How To Profit From The Fed’s Next Decision?

From NASDAQ: 2024-09-17 00:13:06

Chair Powell and the Federal Reserve’s upcoming move is not expected to be pivotal. The Fed could choose to reduce rates by 25 bps with a weak statement, reduce rates by 25 bps with a strong statement, or reduce rates by 50 bps. Option 1 is less likely, while Options 2 and 3 are more favorable.

Markets may not respond well to a 25 bps rate cut, with potential moderate drops in major indices pending weak jobs reports or earnings data. Despite short-term volatility, investors may find buying opportunities within downswings. The Fed is data-driven and aims to maintain price stability while addressing unemployment risks.

Down the line, the Fed may implement larger rate cuts if economic data warrants it to ensure a soft landing. Investors are encouraged to consider opportunities in technology, healthcare, and infrastructure, as well as high-quality stock portfolios that have consistently outperformed the S&P 500.
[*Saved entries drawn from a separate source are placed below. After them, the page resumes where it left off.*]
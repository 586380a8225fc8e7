//! Error types for the sheetcalc spreadsheet model.

use std::fmt;

use serde::Serialize;
use sheetcalc_engine::engine::ParseError;
use thiserror::Error;

/// Errors a spreadsheet operation can report. State is unchanged when one is returned.
#[derive(Error, Debug, Clone, PartialEq)]
pub enum SheetError {
    #[error("syntax error: {0}")]
    Syntax(#[from] ParseError),

    #[error("bad cell id '{0}'")]
    InvalidCellId(String),

    #[error("circular reference: {cell} refers to {via}, which depends on {cell}")]
    CircularRef { cell: String, via: String },
}

/// The two error kinds hosts see.
#[derive(Clone, Copy, Debug, Eq, PartialEq, Serialize)]
#[serde(rename_all = "SCREAMING_SNAKE_CASE")]
pub enum ErrorCode {
    Syntax,
    CircularRef,
}

impl SheetError {
    pub fn code(&self) -> ErrorCode {
        match self {
            SheetError::Syntax(_) | SheetError::InvalidCellId(_) => ErrorCode::Syntax,
            SheetError::CircularRef { .. } => ErrorCode::CircularRef,
        }
    }
}

impl fmt::Display for ErrorCode {
    fn fmt(&self, f: &mut fmt::Formatter<'_>) -> fmt::Result {
        match self {
            ErrorCode::Syntax => write!(f, "SYNTAX"),
            ErrorCode::CircularRef => write!(f, "CIRCULAR_REF"),
        }
    }
}

pub type Result<T> = std::result::Result<T, SheetError>;
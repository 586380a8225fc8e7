//! Formula scanner.
//!
//! Splits formula text into tokens in one eager pass. Cell references are
//! resolved against the base cell while scanning, so a malformed reference is
//! reported here rather than by the parser.

use regex::Regex;
use std::sync::OnceLock;

use super::ast::Op;
use super::cell_ref::{CellRef, Position};
use super::error::ParseError;

#[derive(Clone, Debug, PartialEq)]
pub enum TokenKind {
    Num(f64),
    Fn(Op),
    Ref(CellRef),
    /// One of `+ - * / ( ) ,`.
    Punct(char),
    Eof,
}

#[derive(Clone, Debug, PartialEq)]
pub struct Token {
    pub kind: TokenKind,
    pub lexeme: String,
}

const PUNCTUATION: &str = "+-*/(),";

fn number_re() -> &'static Regex {
    static NUMBER_RE: OnceLock<Regex> = OnceLock::new();
    NUMBER_RE.get_or_init(|| {
        Regex::new(r"^[0-9]+(\.[0-9]+)?([eE][-+]?[0-9]+)?").expect("number regex must compile")
    })
}

fn word_re() -> &'static Regex {
    static WORD_RE: OnceLock<Regex> = OnceLock::new();
    WORD_RE.get_or_init(|| Regex::new(r"^[A-Za-z0-9_$]+").expect("word regex must compile"))
}

/// Scan `text` into tokens, always terminated by [`TokenKind::Eof`].
pub fn scan(text: &str, base: Position) -> Result<Vec<Token>, ParseError> {
    let mut tokens = Vec::new();
    let mut offset = 0;

    loop {
        let rest = &text[offset..];
        let trimmed = rest.trim_start();
        offset += rest.len() - trimmed.len();
        let Some(c) = trimmed.chars().next() else {
            break;
        };

        let token = if c.is_ascii_digit() {
            let lexeme = number_re()
                .find(trimmed)
                .map(|m| m.as_str())
                .unwrap_or_default();
            let value = lexeme
                .parse::<f64>()
                .map_err(|_| ParseError::BadNumber(lexeme.to_string()))?;
            Token {
                kind: TokenKind::Num(value),
                lexeme: lexeme.to_string(),
            }
        } else if c.is_ascii_alphanumeric() || c == '_' || c == '$' {
            let lexeme = word_re()
                .find(trimmed)
                .map(|m| m.as_str())
                .unwrap_or_default();
            let kind = match Op::from_function_name(lexeme) {
                Some(op) => TokenKind::Fn(op),
                None => TokenKind::Ref(CellRef::parse(lexeme, base)?),
            };
            Token {
                kind,
                lexeme: lexeme.to_string(),
            }
        } else if PUNCTUATION.contains(c) {
            Token {
                kind: TokenKind::Punct(c),
                lexeme: c.to_string(),
            }
        } else {
            return Err(ParseError::UnexpectedChar { ch: c, offset });
        };

        offset += token.lexeme.len();
        tokens.push(token);
    }

    tokens.push(Token {
        kind: TokenKind::Eof,
        lexeme: "<EOF>".to_string(),
    });
    Ok(tokens)
}
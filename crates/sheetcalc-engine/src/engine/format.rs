/// Format a number the way formulas and values are shown to users.
///
/// Finite values use the shortest text that round-trips (`22`, `1.5`, `0.1`).
pub fn format_number(n: f64) -> String {
    if n.is_nan() {
        "NaN".to_string()
    } else if n == f64::INFINITY {
        "Infinity".to_string()
    } else if n == f64::NEG_INFINITY {
        "-Infinity".to_string()
    } else {
        format!("{}", n)
    }
}

#[cfg(test)]
mod tests {
    use super::format_number;

    #[test]
    fn test_format_number() {
        assert_eq!(format_number(22.0), "22");
        assert_eq!(format_number(1.5), "1.5");
        assert_eq!(format_number(-0.25), "-0.25");
        assert_eq!(format_number(1.0 / 0.0), "Infinity");
        assert_eq!(format_number(f64::NAN), "NaN");
    }
}
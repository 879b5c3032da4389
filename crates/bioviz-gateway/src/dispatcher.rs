//! Execution dispatcher: the boundary between the gateway and handler code.
//!
//! Fills blank parameters from ambient context, runs the handler in its own
//! task so a panic cannot take the gateway down, and converts every failure
//! mode (error return, panic, timeout) into a typed [`DispatchError`].

use std::sync::Arc;
use std::time::Duration;

use serde_json::Value;

use crate::error::DispatchError;
use crate::registry::CapabilityHandler;
use crate::types::AmbientContext;

/// Invokes capability handlers with argument injection and failure isolation.
#[derive(Clone, Default)]
pub struct Dispatcher {
    default_timeout: Option<Duration>,
}

impl Dispatcher {
    /// Create a dispatcher. With `None`, handlers may block indefinitely.
    pub fn new(default_timeout: Option<Duration>) -> Self {
        Self { default_timeout }
    }

    /// Invoke a handler with the configured default timeout.
    pub async fn invoke(
        &self,
        handler: Arc<dyn CapabilityHandler>,
        arguments: Value,
        ambient: &AmbientContext,
    ) -> Result<Value, DispatchError> {
        self.invoke_with_timeout(handler, arguments, ambient, self.default_timeout)
            .await
    }

    /// Invoke a handler, overriding the default timeout.
    ///
    /// On expiry the in-flight handler keeps running detached; its eventual
    /// result is dropped and never reaches decision state.
    pub async fn invoke_with_timeout(
        &self,
        handler: Arc<dyn CapabilityHandler>,
        arguments: Value,
        ambient: &AmbientContext,
        timeout: Option<Duration>,
    ) -> Result<Value, DispatchError> {
        let name = handler.name().to_string();
        let arguments = inject_context(handler.as_ref(), arguments, ambient);

        let task = tokio::spawn(async move { handler.execute(&arguments).await });

        let joined = match timeout {
            Some(limit) => match tokio::time::timeout(limit, task).await {
                Ok(joined) => joined,
                Err(_) => {
                    tracing::warn!(capability = %name, timeout_secs = limit.as_secs(), "Handler timed out");
                    return Err(DispatchError::Timeout(limit.as_secs()));
                }
            },
            None => task.await,
        };

        match joined {
            Ok(result) => result.map_err(DispatchError::from),
            Err(join_err) => {
                let message = if join_err.is_panic() {
                    panic_message(join_err.into_panic())
                } else {
                    "execution task was cancelled".to_string()
                };
                tracing::error!(capability = %name, error = %message, "Handler panicked");
                Err(DispatchError::Panicked(message))
            }
        }
    }
}

/// Fill blank parameters from ambient context under matching names.
///
/// Blank mirrors the caller omitting the value: missing, null, or an empty
/// string/object/array. Explicitly supplied values are never overwritten.
fn inject_context(
    handler: &dyn CapabilityHandler,
    mut arguments: Value,
    ambient: &AmbientContext,
) -> Value {
    if let Some(obj) = arguments.as_object_mut() {
        for key in handler.context_keys() {
            if !is_blank(obj.get(*key)) {
                continue;
            }
            if let Some(value) = ambient.get(key) {
                tracing::debug!(capability = handler.name(), key = %key, "Injected ambient context value");
                obj.insert((*key).to_string(), value.clone());
            }
        }
    }
    arguments
}

fn is_blank(value: Option<&Value>) -> bool {
    match value {
        None | Some(Value::Null) => true,
        Some(Value::String(s)) => s.is_empty(),
        Some(Value::Object(m)) => m.is_empty(),
        Some(Value::Array(a)) => a.is_empty(),
        Some(_) => false,
    }
}

fn panic_message(payload: Box<dyn std::any::Any + Send>) -> String {
    if let Some(s) = payload.downcast_ref::<&str>() {
        (*s).to_string()
    } else if let Some(s) = payload.downcast_ref::<String>() {
        s.clone()
    } else {
        "unknown panic payload".to_string()
    }
}

// =============================================================================
// Tests
// =============================================================================
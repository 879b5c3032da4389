//! Decision engine: classifies one inbound action request.
//!
//! The transition order is the safety contract of the whole gateway:
//! no-call and malformed input terminate as chat, unrecognized capabilities
//! are refused before any risk check, auto-risk runs through the dispatcher,
//! and confirm-risk is stored without ever touching the handler.

use std::sync::Arc;

use serde_json::Value;

use crate::dispatcher::Dispatcher;
use crate::proposal::ProposalStore;
use crate::registry::CapabilityRegistry;
use crate::types::{ActionRequest, AmbientContext, Decision, RiskLevel};

/// Longest slice of a bad argument payload echoed back to the user.
const ARGUMENT_FRAGMENT_CHARS: usize = 100;

/// Fallback reply when the model produced neither text nor a tool call.
const EMPTY_REPLY: &str = "I'm not sure how to help with that.";

/// Classifies inbound requests into chat, executed, or proposed decisions.
pub struct DecisionEngine {
    registry: Arc<CapabilityRegistry>,
    proposals: Arc<ProposalStore>,
    dispatcher: Dispatcher,
}

impl DecisionEngine {
    pub fn new(
        registry: Arc<CapabilityRegistry>,
        proposals: Arc<ProposalStore>,
        dispatcher: Dispatcher,
    ) -> Self {
        Self {
            registry,
            proposals,
            dispatcher,
        }
    }

    /// Decide what to do with one action request.
    ///
    /// Never returns an error and never panics on model-controlled input;
    /// every failure mode terminates as a `Chat` decision.
    pub async fn decide(&self, request: &ActionRequest, ambient: &AmbientContext) -> Decision {
        // No capability request: pure text reply.
        let Some(name) = request.capability_name.as_deref() else {
            let text = request
                .response_text
                .clone()
                .filter(|t| !t.is_empty())
                .unwrap_or_else(|| EMPTY_REPLY.to_string());
            return Decision::Chat { text };
        };

        // Untrusted payload: parse failures stop here, nothing throws past
        // this point.
        let arguments = match parse_arguments(&request.raw_arguments) {
            Ok(arguments) => arguments,
            Err(text) => {
                tracing::warn!(capability = name, "Rejected malformed tool arguments");
                return Decision::Chat { text };
            }
        };

        // A hallucinated capability is refused, never executed, never
        // proposed.
        let Some(handler) = self.registry.lookup(name) else {
            tracing::warn!(capability = name, "Refused unknown capability");
            return Decision::Chat {
                text: format!("Unknown capability requested: {}", name),
            };
        };

        match handler.risk_level() {
            RiskLevel::Auto => {
                match self
                    .dispatcher
                    .invoke(Arc::clone(&handler), arguments.clone(), ambient)
                    .await
                {
                    Ok(result) => {
                        let summary = handler.summarize(&result);
                        tracing::info!(capability = name, "Executed auto-risk capability");
                        Decision::Executed {
                            capability_name: name.to_string(),
                            arguments,
                            result,
                            summary,
                        }
                    }
                    Err(e) => Decision::Chat {
                        text: format!("Error executing {}: {}", name, e),
                    },
                }
            }
            RiskLevel::Confirm => {
                let reason = handler.confirm_reason(&arguments);
                let proposal_id = self.proposals.create(name, arguments.clone());
                tracing::info!(
                    capability = name,
                    proposal_id = %proposal_id,
                    "Deferred confirm-risk capability as proposal"
                );
                Decision::Proposed {
                    proposal_id,
                    capability_name: name.to_string(),
                    arguments,
                    reason,
                }
            }
        }
    }
}

/// Parse the raw argument payload into a JSON object.
///
/// An empty payload means "no arguments". On failure the returned message
/// cites a truncated fragment of the offending input.
fn parse_arguments(raw: &str) -> Result<Value, String> {
    if raw.trim().is_empty() {
        return Ok(Value::Object(serde_json::Map::new()));
    }
    match serde_json::from_str::<Value>(raw) {
        Ok(value) if value.is_object() => Ok(value),
        Ok(_) => Err(format!(
            "Tool arguments must be a JSON object. Received: {}",
            fragment(raw)
        )),
        Err(e) => Err(format!(
            "Could not parse tool arguments ({}). Offending input: {}",
            e,
            fragment(raw)
        )),
    }
}

/// First `ARGUMENT_FRAGMENT_CHARS` characters of the payload, ellipsized.
fn fragment(raw: &str) -> String {
    if raw.chars().count() <= ARGUMENT_FRAGMENT_CHARS {
        raw.to_string()
    } else {
        let cut: String = raw.chars().take(ARGUMENT_FRAGMENT_CHARS).collect();
        format!("{}...", cut)
    }
}

// =============================================================================
// Tests
// =============================================================================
While near-term volatility is expected due to geopolitical conflicts and loan default risks, the Fed’s ability to adjust rates provides a buffer. Despite potential challenges in commercial real estate and consumer defaults, the Fed is poised to support a soft-landing scenario and provide liquidity if needed.

In the midst of market uncertainties, Trefis strategies offer investors a chance to capitalize on opportunities while managing risks effectively. The upcoming Fed decision may lead to short-term volatility, but a more favorable market outlook is anticipated in the medium term for investors to benefit from.